BEGIN Records

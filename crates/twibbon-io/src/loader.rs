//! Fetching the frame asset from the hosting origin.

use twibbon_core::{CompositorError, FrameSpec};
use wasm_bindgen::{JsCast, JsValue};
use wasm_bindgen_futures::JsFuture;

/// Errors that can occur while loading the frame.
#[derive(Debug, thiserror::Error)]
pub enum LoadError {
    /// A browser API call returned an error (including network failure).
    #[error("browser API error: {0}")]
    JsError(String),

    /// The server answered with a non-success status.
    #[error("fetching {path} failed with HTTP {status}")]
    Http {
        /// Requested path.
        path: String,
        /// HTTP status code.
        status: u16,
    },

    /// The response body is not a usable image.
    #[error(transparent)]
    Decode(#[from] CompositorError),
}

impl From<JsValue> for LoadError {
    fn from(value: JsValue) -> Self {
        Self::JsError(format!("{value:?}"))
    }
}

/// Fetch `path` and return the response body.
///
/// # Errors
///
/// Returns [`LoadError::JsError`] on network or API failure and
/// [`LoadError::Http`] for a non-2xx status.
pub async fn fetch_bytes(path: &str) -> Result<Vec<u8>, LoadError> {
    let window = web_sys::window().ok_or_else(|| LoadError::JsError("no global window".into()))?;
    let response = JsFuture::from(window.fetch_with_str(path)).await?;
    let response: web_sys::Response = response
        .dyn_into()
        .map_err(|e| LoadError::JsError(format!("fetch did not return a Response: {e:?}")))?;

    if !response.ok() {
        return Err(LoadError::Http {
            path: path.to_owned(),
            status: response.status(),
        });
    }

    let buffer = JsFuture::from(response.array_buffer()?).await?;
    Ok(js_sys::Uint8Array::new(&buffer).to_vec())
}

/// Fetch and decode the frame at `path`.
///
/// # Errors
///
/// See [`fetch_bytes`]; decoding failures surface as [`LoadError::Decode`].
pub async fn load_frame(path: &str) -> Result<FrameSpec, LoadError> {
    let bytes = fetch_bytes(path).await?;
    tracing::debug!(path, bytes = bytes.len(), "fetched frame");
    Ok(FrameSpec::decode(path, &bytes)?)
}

END Records
BEGIN Records

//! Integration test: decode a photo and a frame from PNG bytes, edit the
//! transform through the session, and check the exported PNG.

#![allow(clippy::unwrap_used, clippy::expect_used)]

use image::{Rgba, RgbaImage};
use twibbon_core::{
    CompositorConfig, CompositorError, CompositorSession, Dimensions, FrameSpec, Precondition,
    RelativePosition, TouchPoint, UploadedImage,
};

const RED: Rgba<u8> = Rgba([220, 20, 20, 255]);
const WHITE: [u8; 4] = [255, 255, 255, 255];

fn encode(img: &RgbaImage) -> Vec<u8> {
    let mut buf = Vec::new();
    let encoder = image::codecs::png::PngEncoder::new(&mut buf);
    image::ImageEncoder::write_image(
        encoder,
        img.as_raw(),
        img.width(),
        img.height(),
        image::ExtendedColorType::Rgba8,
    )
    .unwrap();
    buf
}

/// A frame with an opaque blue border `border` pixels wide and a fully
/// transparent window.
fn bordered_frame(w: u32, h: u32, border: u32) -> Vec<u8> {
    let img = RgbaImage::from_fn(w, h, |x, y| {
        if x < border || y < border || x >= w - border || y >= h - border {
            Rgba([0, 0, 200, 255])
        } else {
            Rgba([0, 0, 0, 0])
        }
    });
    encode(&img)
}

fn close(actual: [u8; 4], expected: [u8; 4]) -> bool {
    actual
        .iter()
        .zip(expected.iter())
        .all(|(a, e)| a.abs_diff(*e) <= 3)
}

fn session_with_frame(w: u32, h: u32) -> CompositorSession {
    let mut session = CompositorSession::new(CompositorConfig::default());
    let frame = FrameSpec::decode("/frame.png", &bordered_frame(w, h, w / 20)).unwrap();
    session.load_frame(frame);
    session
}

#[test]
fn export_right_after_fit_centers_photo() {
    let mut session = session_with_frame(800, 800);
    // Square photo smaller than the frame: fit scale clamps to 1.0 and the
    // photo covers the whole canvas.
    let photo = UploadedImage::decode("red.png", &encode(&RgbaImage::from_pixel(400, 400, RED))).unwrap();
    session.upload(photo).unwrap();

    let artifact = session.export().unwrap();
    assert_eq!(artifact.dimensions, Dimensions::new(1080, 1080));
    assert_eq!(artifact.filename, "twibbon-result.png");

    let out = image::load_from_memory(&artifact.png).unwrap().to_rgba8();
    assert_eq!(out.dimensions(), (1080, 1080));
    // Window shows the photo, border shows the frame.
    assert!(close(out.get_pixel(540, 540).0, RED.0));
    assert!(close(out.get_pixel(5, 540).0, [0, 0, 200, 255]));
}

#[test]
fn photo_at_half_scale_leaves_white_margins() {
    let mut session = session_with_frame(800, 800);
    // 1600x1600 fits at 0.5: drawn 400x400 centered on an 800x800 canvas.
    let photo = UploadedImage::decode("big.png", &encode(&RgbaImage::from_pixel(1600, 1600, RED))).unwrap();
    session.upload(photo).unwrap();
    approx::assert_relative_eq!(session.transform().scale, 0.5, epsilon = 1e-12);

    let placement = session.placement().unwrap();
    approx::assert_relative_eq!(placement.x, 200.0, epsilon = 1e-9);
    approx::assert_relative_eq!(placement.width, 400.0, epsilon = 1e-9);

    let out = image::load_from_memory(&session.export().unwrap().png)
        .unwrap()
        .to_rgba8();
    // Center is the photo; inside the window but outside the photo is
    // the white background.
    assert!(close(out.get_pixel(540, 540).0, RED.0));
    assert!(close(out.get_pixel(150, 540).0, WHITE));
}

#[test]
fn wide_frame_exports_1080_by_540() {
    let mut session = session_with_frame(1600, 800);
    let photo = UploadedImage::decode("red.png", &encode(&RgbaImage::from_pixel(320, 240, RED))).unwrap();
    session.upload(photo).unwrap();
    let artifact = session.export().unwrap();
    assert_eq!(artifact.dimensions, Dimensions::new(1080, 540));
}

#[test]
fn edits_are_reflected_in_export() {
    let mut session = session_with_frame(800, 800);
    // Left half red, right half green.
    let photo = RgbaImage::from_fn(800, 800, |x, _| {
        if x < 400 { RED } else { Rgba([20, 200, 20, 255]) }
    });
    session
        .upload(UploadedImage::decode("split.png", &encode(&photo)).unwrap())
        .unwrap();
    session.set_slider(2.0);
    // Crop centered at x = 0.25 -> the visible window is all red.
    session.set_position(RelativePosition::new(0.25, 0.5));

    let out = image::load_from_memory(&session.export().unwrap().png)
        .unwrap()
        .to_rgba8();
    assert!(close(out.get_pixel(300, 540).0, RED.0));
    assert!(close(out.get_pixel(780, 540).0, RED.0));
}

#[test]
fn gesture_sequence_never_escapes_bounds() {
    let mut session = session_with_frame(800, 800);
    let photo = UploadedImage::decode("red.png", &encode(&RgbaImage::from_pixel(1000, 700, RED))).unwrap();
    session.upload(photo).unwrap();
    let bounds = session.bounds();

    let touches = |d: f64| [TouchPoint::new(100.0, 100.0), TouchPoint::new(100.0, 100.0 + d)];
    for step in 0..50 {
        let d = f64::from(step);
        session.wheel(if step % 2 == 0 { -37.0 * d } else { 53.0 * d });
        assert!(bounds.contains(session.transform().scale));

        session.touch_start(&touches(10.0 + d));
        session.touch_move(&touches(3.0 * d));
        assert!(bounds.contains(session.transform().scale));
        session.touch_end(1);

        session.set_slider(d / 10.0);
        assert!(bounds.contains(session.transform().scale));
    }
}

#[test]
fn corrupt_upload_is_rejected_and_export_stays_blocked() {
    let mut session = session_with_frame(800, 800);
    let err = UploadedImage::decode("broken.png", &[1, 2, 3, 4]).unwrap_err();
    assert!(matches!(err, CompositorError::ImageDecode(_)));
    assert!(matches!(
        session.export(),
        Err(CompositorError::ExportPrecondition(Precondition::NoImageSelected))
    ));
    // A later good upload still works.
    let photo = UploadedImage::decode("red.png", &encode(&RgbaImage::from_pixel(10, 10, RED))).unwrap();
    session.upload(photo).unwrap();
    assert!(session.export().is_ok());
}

END Records
BEGIN Records

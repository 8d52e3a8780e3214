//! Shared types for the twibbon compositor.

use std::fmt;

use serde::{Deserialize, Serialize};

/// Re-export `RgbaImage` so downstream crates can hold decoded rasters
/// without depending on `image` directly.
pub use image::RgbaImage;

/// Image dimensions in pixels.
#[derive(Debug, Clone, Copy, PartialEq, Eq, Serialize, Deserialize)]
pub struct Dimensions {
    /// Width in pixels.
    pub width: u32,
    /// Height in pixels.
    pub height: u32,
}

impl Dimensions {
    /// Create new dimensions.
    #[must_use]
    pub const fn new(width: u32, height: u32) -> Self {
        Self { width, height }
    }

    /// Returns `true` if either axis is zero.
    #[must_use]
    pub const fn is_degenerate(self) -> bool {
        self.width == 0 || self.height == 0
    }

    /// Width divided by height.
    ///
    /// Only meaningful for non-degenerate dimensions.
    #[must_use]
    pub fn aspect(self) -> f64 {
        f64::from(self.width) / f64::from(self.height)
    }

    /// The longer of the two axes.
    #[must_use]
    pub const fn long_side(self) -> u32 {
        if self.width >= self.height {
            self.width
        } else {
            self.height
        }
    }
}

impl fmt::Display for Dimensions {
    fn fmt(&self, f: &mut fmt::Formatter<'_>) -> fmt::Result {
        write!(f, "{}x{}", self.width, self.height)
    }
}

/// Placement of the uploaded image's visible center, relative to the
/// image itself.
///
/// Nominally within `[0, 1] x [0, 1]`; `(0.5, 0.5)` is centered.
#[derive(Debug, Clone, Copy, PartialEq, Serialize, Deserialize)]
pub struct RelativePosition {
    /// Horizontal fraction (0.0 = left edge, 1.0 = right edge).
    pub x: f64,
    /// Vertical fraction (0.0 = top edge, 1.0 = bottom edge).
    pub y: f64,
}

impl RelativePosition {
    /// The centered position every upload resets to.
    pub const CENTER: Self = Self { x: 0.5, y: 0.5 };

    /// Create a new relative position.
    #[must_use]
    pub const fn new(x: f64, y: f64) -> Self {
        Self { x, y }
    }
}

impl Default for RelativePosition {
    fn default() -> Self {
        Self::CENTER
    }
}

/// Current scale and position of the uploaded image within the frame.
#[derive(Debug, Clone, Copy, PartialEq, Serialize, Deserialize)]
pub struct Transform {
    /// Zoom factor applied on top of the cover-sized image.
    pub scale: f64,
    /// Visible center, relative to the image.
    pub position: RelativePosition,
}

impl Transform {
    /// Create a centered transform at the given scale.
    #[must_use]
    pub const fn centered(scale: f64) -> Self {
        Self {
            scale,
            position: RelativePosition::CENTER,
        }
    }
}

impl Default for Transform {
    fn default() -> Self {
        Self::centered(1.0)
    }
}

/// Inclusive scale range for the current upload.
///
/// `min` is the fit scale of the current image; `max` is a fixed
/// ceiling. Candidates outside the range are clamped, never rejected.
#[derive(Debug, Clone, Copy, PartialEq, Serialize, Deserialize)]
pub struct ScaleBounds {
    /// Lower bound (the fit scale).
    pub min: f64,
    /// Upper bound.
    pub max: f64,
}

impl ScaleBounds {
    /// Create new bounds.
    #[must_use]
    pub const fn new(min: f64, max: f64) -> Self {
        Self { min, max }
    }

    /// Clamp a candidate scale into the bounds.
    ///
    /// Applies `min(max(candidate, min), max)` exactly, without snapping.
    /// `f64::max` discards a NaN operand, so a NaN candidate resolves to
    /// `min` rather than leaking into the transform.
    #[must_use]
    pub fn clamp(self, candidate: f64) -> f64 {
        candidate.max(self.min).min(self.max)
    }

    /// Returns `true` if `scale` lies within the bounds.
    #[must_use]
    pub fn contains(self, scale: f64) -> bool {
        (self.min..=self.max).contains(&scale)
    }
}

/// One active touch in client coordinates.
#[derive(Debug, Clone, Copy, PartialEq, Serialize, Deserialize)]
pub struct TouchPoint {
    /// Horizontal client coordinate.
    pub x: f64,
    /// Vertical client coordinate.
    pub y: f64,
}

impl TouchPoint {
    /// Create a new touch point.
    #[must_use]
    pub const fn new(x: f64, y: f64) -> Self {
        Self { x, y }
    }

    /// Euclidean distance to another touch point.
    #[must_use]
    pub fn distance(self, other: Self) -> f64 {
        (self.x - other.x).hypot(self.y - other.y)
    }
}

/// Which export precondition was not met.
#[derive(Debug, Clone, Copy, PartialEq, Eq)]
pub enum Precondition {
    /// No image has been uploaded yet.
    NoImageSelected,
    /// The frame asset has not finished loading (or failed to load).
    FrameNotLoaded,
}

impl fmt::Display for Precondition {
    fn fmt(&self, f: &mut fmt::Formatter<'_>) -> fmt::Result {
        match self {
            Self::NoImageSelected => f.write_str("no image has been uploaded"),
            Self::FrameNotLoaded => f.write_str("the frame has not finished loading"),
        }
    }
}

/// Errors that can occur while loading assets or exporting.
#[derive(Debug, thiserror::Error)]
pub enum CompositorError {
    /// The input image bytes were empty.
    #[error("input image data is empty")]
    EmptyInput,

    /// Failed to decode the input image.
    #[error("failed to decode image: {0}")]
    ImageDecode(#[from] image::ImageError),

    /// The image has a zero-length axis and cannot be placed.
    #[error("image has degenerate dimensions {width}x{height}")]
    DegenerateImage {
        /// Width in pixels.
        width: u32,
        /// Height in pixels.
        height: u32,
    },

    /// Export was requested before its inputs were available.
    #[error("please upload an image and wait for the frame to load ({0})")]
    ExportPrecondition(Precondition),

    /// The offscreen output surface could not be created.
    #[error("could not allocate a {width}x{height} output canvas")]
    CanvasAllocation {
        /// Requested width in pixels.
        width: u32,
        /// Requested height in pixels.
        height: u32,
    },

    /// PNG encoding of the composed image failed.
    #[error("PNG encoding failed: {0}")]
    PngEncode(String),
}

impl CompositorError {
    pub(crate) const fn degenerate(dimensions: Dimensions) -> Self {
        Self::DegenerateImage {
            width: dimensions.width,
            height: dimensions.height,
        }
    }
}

END Records

- Problem statement
In the listing above, find the line with "filename crates/twibbon-io/src/loader.rs" and the line with "use wasm_bindgen_futures::JsFuture;", then reproduce both and every line between them exactly.

- Task solution
filename crates/twibbon-io/src/loader.rs
//! Fetching the frame asset from the hosting origin.

use twibbon_core::{CompositorError, FrameSpec};
use wasm_bindgen::{JsCast, JsValue};
use wasm_bindgen_futures::JsFuture;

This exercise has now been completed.